*** SOURCE RECORDS

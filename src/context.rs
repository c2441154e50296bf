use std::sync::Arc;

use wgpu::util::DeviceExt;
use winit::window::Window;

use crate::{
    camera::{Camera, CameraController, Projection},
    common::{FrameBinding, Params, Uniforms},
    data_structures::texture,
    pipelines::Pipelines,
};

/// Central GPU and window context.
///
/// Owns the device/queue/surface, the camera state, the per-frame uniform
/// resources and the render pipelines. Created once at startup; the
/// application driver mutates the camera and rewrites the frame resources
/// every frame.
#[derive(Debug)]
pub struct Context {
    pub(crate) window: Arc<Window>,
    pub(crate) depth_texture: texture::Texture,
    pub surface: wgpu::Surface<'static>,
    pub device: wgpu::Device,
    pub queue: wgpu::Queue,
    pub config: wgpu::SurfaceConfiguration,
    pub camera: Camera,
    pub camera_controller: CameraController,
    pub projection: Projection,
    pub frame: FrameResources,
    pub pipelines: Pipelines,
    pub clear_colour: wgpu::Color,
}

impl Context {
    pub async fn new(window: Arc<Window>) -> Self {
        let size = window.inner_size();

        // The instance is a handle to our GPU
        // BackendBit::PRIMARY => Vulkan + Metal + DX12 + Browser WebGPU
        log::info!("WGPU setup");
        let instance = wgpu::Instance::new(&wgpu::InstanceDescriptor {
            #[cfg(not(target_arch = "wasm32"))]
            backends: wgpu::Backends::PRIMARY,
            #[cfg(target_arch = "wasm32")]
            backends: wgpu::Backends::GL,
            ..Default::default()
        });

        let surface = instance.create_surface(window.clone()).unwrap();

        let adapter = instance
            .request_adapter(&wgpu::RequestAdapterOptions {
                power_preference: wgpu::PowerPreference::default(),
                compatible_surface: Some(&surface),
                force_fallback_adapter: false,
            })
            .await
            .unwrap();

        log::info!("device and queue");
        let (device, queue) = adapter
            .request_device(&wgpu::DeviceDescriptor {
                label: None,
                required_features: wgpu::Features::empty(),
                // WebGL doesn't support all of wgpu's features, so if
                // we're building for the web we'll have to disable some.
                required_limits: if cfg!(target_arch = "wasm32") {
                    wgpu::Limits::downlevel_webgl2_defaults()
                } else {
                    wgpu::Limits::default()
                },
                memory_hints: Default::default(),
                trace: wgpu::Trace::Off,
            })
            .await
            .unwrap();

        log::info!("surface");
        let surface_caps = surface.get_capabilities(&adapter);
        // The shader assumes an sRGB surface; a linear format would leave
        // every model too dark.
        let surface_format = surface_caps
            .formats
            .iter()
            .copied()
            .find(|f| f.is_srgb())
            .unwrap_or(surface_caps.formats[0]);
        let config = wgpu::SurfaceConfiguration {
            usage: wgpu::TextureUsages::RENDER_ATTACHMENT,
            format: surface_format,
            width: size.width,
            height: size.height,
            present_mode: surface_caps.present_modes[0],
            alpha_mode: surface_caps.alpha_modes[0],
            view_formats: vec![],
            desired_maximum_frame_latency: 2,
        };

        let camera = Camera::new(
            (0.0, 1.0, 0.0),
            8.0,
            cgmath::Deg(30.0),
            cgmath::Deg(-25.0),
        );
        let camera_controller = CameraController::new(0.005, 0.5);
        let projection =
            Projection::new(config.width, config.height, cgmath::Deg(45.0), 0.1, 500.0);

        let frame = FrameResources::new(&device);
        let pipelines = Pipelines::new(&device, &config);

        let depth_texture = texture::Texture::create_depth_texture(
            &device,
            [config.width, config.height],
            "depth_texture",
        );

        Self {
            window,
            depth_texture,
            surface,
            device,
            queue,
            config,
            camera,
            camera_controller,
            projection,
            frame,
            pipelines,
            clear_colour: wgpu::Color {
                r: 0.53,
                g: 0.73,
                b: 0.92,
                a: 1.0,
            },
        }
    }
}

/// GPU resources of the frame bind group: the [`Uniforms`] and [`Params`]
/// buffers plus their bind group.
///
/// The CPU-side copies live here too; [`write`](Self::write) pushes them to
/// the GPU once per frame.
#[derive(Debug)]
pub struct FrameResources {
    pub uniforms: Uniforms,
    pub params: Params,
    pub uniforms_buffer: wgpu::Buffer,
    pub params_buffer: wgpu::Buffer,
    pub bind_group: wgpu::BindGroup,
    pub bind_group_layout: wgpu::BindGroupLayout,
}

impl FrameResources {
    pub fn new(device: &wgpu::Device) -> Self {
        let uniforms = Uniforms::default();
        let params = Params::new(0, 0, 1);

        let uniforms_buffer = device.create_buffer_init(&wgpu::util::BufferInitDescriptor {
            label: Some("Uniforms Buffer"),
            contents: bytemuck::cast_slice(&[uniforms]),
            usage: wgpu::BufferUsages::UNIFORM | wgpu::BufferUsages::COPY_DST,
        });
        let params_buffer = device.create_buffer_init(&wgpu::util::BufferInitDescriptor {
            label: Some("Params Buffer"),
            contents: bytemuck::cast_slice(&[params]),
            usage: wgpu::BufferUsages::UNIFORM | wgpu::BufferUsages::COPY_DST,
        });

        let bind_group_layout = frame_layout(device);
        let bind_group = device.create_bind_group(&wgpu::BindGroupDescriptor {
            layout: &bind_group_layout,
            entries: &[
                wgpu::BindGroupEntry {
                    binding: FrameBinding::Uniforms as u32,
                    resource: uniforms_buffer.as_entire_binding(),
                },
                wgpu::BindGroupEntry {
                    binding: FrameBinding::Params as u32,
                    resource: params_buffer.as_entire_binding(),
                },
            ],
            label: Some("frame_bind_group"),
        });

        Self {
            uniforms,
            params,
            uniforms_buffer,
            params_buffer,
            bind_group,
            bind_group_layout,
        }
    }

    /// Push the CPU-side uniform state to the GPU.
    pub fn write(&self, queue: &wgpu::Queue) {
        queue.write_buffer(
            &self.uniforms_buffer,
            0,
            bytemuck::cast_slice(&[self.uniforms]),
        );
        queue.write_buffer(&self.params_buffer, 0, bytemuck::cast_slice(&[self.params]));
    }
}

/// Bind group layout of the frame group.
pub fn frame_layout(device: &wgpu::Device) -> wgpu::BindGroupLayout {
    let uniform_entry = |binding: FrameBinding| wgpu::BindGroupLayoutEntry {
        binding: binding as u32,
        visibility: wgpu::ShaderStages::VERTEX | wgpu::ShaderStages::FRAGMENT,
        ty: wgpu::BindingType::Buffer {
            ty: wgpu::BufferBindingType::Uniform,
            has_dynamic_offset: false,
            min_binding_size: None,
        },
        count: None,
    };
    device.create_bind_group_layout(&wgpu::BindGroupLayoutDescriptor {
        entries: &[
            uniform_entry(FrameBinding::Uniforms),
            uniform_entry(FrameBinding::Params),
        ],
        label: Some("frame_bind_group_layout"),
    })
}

******

• TO DO: Go through the records line by line and count those that contain the string "contents". Answer with the count alone.

• RESULT FOR THIS TASK: 2